I recently logged into Facebook to find that a coworker from the past had added me to a private group for a “party” where she offered to sell me fancy clothes that aren’t my style.
The ads that began flooding my feed were wedged in a constant barrage of selfies from an old friend, smiling and holding up a post-workout protein shake that she was selling. More and more of my friends were working with multi-level marketing companies to earn an extra buck.
These multi-level marketing companies (MLMs) have turned everyone around me into business owners trying to sell expensive wares in order to make a meager amount of money (if anything) while the parent companies make bank.
If you’ve got friends on Facebook — or even in “real life” — chances are that you’ve been approached by someone trying to sell you these overpriced items. Maybe they’ve even tried to get you to sign up as a “coach” or a “consultant” under them so that you can buy their products for cheaper or even sell them yourself.
I have a lot of good memories with these friends. So it’s tough to say no — which is exactly what these multi-level marketing companies bank on.
How to Say No to Multi-Level Marketing
So what’s the best way to say no to MLM invitations without ruining relationships? I decided to ask some of my more money-savvy friends to see what advice they had.
The Soft Approach
Although the constant sales pitches may make you want to scream, it’s often better to take a gentle approach. Nick True of Mapped Out Money suggests that you honestly listen to your friends' sales pitches first before declining. “If you immediately say no, they will keep harassing you and insisting you just need to hear them out,” he says.
“So hear them out, and then politely decline and cite a few very specific reasons,” True adds. “Then remind them that you've listened and hope it works out for them, but it's just not for you.”
But what about all those annoying ads and selfies sneaking into your feed? Jason Butler of the Butler Journal has a genius solution:
“I've had people that I've had to unfriend or unfollow their posts. It's annoying seeing that stuff all day.”
By unfollowing them, you still remain friends, but you’ll stop seeing their posts in your feed. The best part? They’ll have no idea that you’ve done it.
Emily Lima Burke of Burke Does recommends early action. “I just make it known to my friends — MLM-selling or not — that I live my life on a budget,” she says. “They see me turn down the opportunity to go out to dinner, so they're not shocked and don't take it personally when I do it to their MLM party.”
Sometimes, softening the blow of bad news can also help. Sylvia Inks runs SMI Financial Coaching and flat-out tells friends that she doesn’t support the MLM business model.
However, she follows up by offering to refer other interested people to them. “I say if I found someone who didn't share my same opinions and really wanted to buy the product, I would be happy to refer the person to her.”
The Hardline Approach
Some people just need to be told “no” right from the get-go.

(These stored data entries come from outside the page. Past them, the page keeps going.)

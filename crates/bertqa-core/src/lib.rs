//! Core types, delegate selection, and shared configuration.

pub mod answer;
pub mod config;
pub mod delegate;
mod error;

pub use answer::{Answer, Span};
pub use config::{BERT_QA_MODEL, QaConfig};
pub use delegate::{Delegate, DelegatePolicy, DeviceCapabilities, DeviceProfile, select_delegate};
pub use error::CoreError;
//! Lazy question-answerer adapter.
//!
//! Holds at most one loaded handle. The handle is built on first use with a
//! delegate chosen from the device's capabilities, reused across calls, and
//! dropped by [`BertQaHelper::clear_question_answerer`].

use std::sync::Arc;
use std::time::Instant;

use bertqa_core::{Answer, Delegate, DeviceCapabilities, QaConfig, select_delegate};
use tracing::{debug, error, info};

use crate::engine::{AnswererFactory, AnswererOptions, QuestionAnswerer};

/// Message reported through [`AnswerListener::on_error`] when the model cannot be loaded.
pub const INIT_FAILED_MESSAGE: &str = "Bert Question Answerer failed to initialize";

/// Receives the outcome of [`BertQaHelper::get_question_answer`].
pub trait AnswerListener {
    fn on_error(&self, error: &str);
    fn on_result(&self, results: &[Answer], inference_time_ms: u64);
}

pub struct BertQaHelper<F: AnswererFactory, D: DeviceCapabilities> {
    config: QaConfig,
    factory: F,
    device: D,
    forced_delegate: Option<Delegate>,
    listener: Option<Arc<dyn AnswerListener>>,
    answerer: Option<F::Answerer>,
}

impl<F: AnswererFactory, D: DeviceCapabilities> BertQaHelper<F, D> {
    pub fn new(
        config: QaConfig,
        factory: F,
        device: D,
        listener: Option<Arc<dyn AnswerListener>>,
    ) -> Self {
        Self {
            config,
            factory,
            device,
            forced_delegate: None,
            listener,
            answerer: None,
        }
    }

    /// Skip capability-based selection and always load with `delegate`.
    pub fn with_delegate(mut self, delegate: Delegate) -> Self {
        self.forced_delegate = Some(delegate);
        self
    }

    pub fn is_loaded(&self) -> bool {
        self.answerer.is_some()
    }

    /// The delegate the next load would use.
    pub fn delegate(&self) -> Delegate {
        self.forced_delegate
            .unwrap_or_else(|| select_delegate(&self.device, &self.config.delegate_policy()))
    }

    /// Load the handle if it is not loaded yet.
    ///
    /// Load failure is reported once through the listener and logged; the
    /// handle stays unset so the next call tries again. Returns whether a
    /// handle is available.
    pub fn ensure_loaded(&mut self) -> bool {
        if self.answerer.is_some() {
            return true;
        }

        let delegate = self.delegate();
        let options = AnswererOptions::from_config(delegate, &self.config);
        let model_dir = self.config.model_dir();

        match self.factory.create(&model_dir, &options) {
            Ok(answerer) => {
                info!(%delegate, model = %model_dir.display(), "loaded question answerer");
                self.answerer = Some(answerer);
                true
            }
            Err(e) => {
                if let Some(listener) = &self.listener {
                    listener.on_error(INIT_FAILED_MESSAGE);
                }
                error!(%delegate, model = %model_dir.display(), "setup question answerer: {e:#}");
                false
            }
        }
    }

    /// Answer `question` about `context` and deliver the answers with the
    /// inference time in milliseconds.
    ///
    /// Nothing is delivered when the model could not be loaded. Engine errors
    /// during the call are returned to the caller untouched.
    pub fn get_question_answer(&mut self, context: &str, question: &str) -> anyhow::Result<()> {
        if !self.ensure_loaded() {
            return Ok(());
        }
        let Some(answerer) = self.answerer.as_mut() else {
            return Ok(());
        };

        let start = Instant::now();
        let answers = answerer.answer(context, question)?;
        let inference_time_ms = start.elapsed().as_millis() as u64;

        debug!(answers = answers.len(), inference_time_ms, "answered question");
        if let Some(listener) = &self.listener {
            listener.on_result(&answers, inference_time_ms);
        }
        Ok(())
    }

    /// Release the loaded handle, if any. The next call loads a fresh one.
    pub fn clear_question_answerer(&mut self) {
        if self.answerer.take().is_some() {
            debug!("released question answerer");
        }
    }
}
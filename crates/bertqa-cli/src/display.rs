//! Console rendering for answers and device info.

use bertqa_core::{Answer, Delegate, DeviceCapabilities};

const MAX_TEXT_WIDTH: usize = 60;

/// Ranked table of answers followed by the inference time.
pub fn render_answers(answers: &[Answer], inference_time_ms: u64) -> String {
    let mut out = String::new();
    if answers.is_empty() {
        out.push_str("  (no answer found)\n");
    } else {
        out.push_str(&format!(
            "  {:>2}  {:<width$}  {:>8}  {}\n",
            "#",
            "answer",
            "logit",
            "span",
            width = MAX_TEXT_WIDTH
        ));
        for (i, answer) in answers.iter().enumerate() {
            out.push_str(&format!(
                "  {:>2}  {:<width$}  {:>8.3}  {}..{}\n",
                i + 1,
                truncate(&answer.text, MAX_TEXT_WIDTH),
                answer.pos.logit,
                answer.pos.start,
                answer.pos.end,
                width = MAX_TEXT_WIDTH
            ));
        }
    }
    out.push_str(&format!("  inference time: {inference_time_ms} ms\n"));
    out
}

/// JSON document with the answers and the inference time.
pub fn answers_json(answers: &[Answer], inference_time_ms: u64) -> serde_json::Value {
    serde_json::json!({
        "answers": answers,
        "inference_time_ms": inference_time_ms,
    })
}

pub fn render_device(caps: &impl DeviceCapabilities, delegate: Delegate) -> String {
    format!(
        "  gpu delegate:     {}\n  platform version: {}\n  selected:         {delegate}\n",
        if caps.gpu_delegate_supported() {
            "supported"
        } else {
            "unsupported"
        },
        caps.platform_version(),
    )
}

fn truncate(s: &str, max_chars: usize) -> String {
    let single_line = s.replace('\n', " ");
    if single_line.chars().count() <= max_chars {
        return single_line;
    }
    let cut: String = single_line.chars().take(max_chars.saturating_sub(1)).collect();
    format!("{cut}…")
}

#[cfg(test)]
mod tests {
    use super::*;
    use bertqa_core::DeviceProfile;

    #[test]
    fn renders_ranked_rows() {
        let answers = vec![
            Answer::new("15 April 2026", 40, 53, 11.25),
            Answer::new("April 2026", 43, 53, 9.5),
        ];
        let out = render_answers(&answers, 42);
        let lines: Vec<&str> = out.lines().collect();
        assert_eq!(lines.len(), 4);
        assert!(lines[1].contains("15 April 2026"));
        assert!(lines[1].contains("11.250"));
        assert!(lines[1].contains("40..53"));
        assert!(lines[2].trim_start().starts_with('2'));
        assert!(lines[3].contains("42 ms"));
    }

    #[test]
    fn renders_empty_answers() {
        let out = render_answers(&[], 7);
        assert!(out.contains("no answer found"));
        assert!(out.contains("7 ms"));
    }

    #[test]
    fn long_answers_are_truncated() {
        let long = "word ".repeat(40);
        let out = render_answers(&[Answer::new(long, 0, 200, 1.0)], 1);
        assert!(out.contains('…'));
    }

    #[test]
    fn json_carries_answers_and_time() {
        let value = answers_json(&[Answer::new("Rust Foundation", 50, 65, 8.0)], 12);
        assert_eq!(value["inference_time_ms"], 12);
        assert_eq!(value["answers"][0]["text"], "Rust Foundation");
        assert_eq!(value["answers"][0]["pos"]["start"], 50);
    }

    #[test]
    fn device_report() {
        let caps = DeviceProfile {
            gpu_delegate_supported: false,
            platform_version: 30,
        };
        let out = render_device(&caps, Delegate::Nnapi);
        assert!(out.contains("unsupported"));
        assert!(out.contains("30"));
        assert!(out.contains("nnapi"));
    }
}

John Rampton of the financial company Due says that you should “just be honest with them and tell them you're not interested in joining an MLM. I've found that being upfront (before they even drag you into their hour-long meeting) is the best way. Nip it in the bud before it starts.”
Lauren Greutman had been a high-level seller in a multi-level marketing company before realizing the dangers that they pose. (One night, she racked up $12,000 in credit card debt to reach a company goal!)
Now she just tells people, “I have a boundary where I do not attend or purchase from direct-sales companies. I am an overspender, and it is a boundary of mine that I cannot cross.”
Another strategy to say no to MLM invitations is to listen to the sales pitch before giving completely honest feedback. “If my friends join a company that sells something, I usually try it out if it's in the realm of something I'd use,” says Crystal Stemberger of Budgeting in the Fun Stuff.
“But then I'm completely honest with my feedback,” Stemberger adds. “This has meant that my friends only even tell me they are selling something if they're 90 percent sure I'd like it.”
Don’t be Afraid Losing Friends
You don’t have to be rude, but telling a good friend “no” can still be scary. Don’t worry about it too much, though.
If your friend is willing to break off your relationship because you don't want to purchase a high-priced energy drink, chances are that they've already stopped thinking of you as a friend — you’re just a dollar sign to them. True friendships are strong enough to withstand hardships — multi-level marketing included.